▸ **Assignment**
Retype the listing that follows, leaving nothing out.

Provided records: Begin

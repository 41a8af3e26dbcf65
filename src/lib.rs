// SPDX-FileCopyrightText: 2026 ArcheBase
//
// SPDX-License-Identifier: MulanPSL-2.0

//! # Protowire
//!
//! Schema-driven binary wire-format runtime for structured record
//! types, compatible with the protobuf encoding.
//!
//! A record type declares its wire layout once, as a table of field
//! descriptors (see [`schema`]). The first time a type is encoded or
//! decoded the engine compiles that table into a [`Codec`](codec::Codec)
//! and caches it process-wide; every later operation on the type reuses
//! the compiled codec.
//!
//! The library is organized in layers:
//! - `wire/` - varint, zigzag, fixed-width and tag primitives
//! - `schema/` - field descriptors and type-erased record access
//! - `codec/` - compiled per-type codecs, the cache, and marshal/unmarshal
//! - `core/` - error types shared by all layers
//!
//! ## Example
//!
//! ```rust
//! use protowire::{field_access, marshal, unmarshal};
//! use protowire::schema::{FieldDescriptor, Message, ScalarKind};
//!
//! #[derive(Debug, Default, Clone, PartialEq)]
//! struct Point {
//!     x: i32,
//!     y: i32,
//! }
//!
//! impl Message for Point {
//!     fn type_name() -> &'static str {
//!         "Point"
//!     }
//!     fn fields() -> Vec<FieldDescriptor> {
//!         vec![
//!             FieldDescriptor::scalar(1, "x", ScalarKind::Int32, field_access!(Point, x)),
//!             FieldDescriptor::scalar(2, "y", ScalarKind::Int32, field_access!(Point, y)),
//!         ]
//!     }
//! }
//!
//! # fn main() -> protowire::Result<()> {
//! let point = Point { x: 3, y: -4 };
//! let wire = marshal(&point)?;
//! let mut decoded = Point::default();
//! unmarshal(&wire, &mut decoded)?;
//! assert_eq!(decoded, point);
//! # Ok(())
//! # }
//! ```

// Core types
pub mod core;

// Re-export core types for convenience
pub use core::{CodecError, Result};

// Wire-format primitives
pub mod wire;

// Field descriptors and record access
pub mod schema;

pub use schema::{FieldDescriptor, Message, ScalarKind};

// The codec engine and cache
pub mod codec;

pub use codec::{codec_for, codec_for_type, encoded_size, marshal, unmarshal, Codec};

Provided records: End

▸ **Output**
repository 41a8af3e26dbcf65
filename src/lib.rs
// SPDX-FileCopyrightText: 2026 ArcheBase
//
// SPDX-License-Identifier: MulanPSL-2.0

//! # Protowire
//!
//! Schema-driven binary wire-format runtime for structured record
//! types, compatible with the protobuf encoding.
//!
//! A record type declares its wire layout once, as a table of field
//! descriptors (see [`schema`]). The first time a type is encoded or
//! decoded the engine compiles that table into a [`Codec`](codec::Codec)
//! and caches it process-wide; every later operation on the type reuses
//! the compiled codec.
//!
//! The library is organized in layers:
//! - `wire/` - varint, zigzag, fixed-width and tag primitives
//! - `schema/` - field descriptors and type-erased record access
//! - `codec/` - compiled per-type codecs, the cache, and marshal/unmarshal
//! - `core/` - error types shared by all layers
//!
//! ## Example
//!
//! ```rust
//! use protowire::{field_access, marshal, unmarshal};
//! use protowire::schema::{FieldDescriptor, Message, ScalarKind};
//!
//! #[derive(Debug, Default, Clone, PartialEq)]
//! struct Point {
//!     x: i32,
//!     y: i32,
//! }
//!
//! impl Message for Point {
//!     fn type_name() -> &'static str {
//!         "Point"
//!     }
//!     fn fields() -> Vec<FieldDescriptor> {
//!         vec![
//!             FieldDescriptor::scalar(1, "x", ScalarKind::Int32, field_access!(Point, x)),
//!             FieldDescriptor::scalar(2, "y", ScalarKind::Int32, field_access!(Point, y)),
//!         ]
//!     }
//! }
//!
//! # fn main() -> protowire::Result<()> {
//! let point = Point { x: 3, y: -4 };
//! let wire = marshal(&point)?;
//! let mut decoded = Point::default();
//! unmarshal(&wire, &mut decoded)?;
//! assert_eq!(decoded, point);
//! # Ok(())
//! # }
//! ```

// Core types
pub mod core;

// Re-export core types for convenience
pub use core::{CodecError, Result};

// Wire-format primitives
pub mod wire;

// Field descriptors and record access
pub mod schema;

pub use schema::{FieldDescriptor, Message, ScalarKind};

// The codec engine and cache
pub mod codec;

pub use codec::{codec_for, codec_for_type, encoded_size, marshal, unmarshal, Codec};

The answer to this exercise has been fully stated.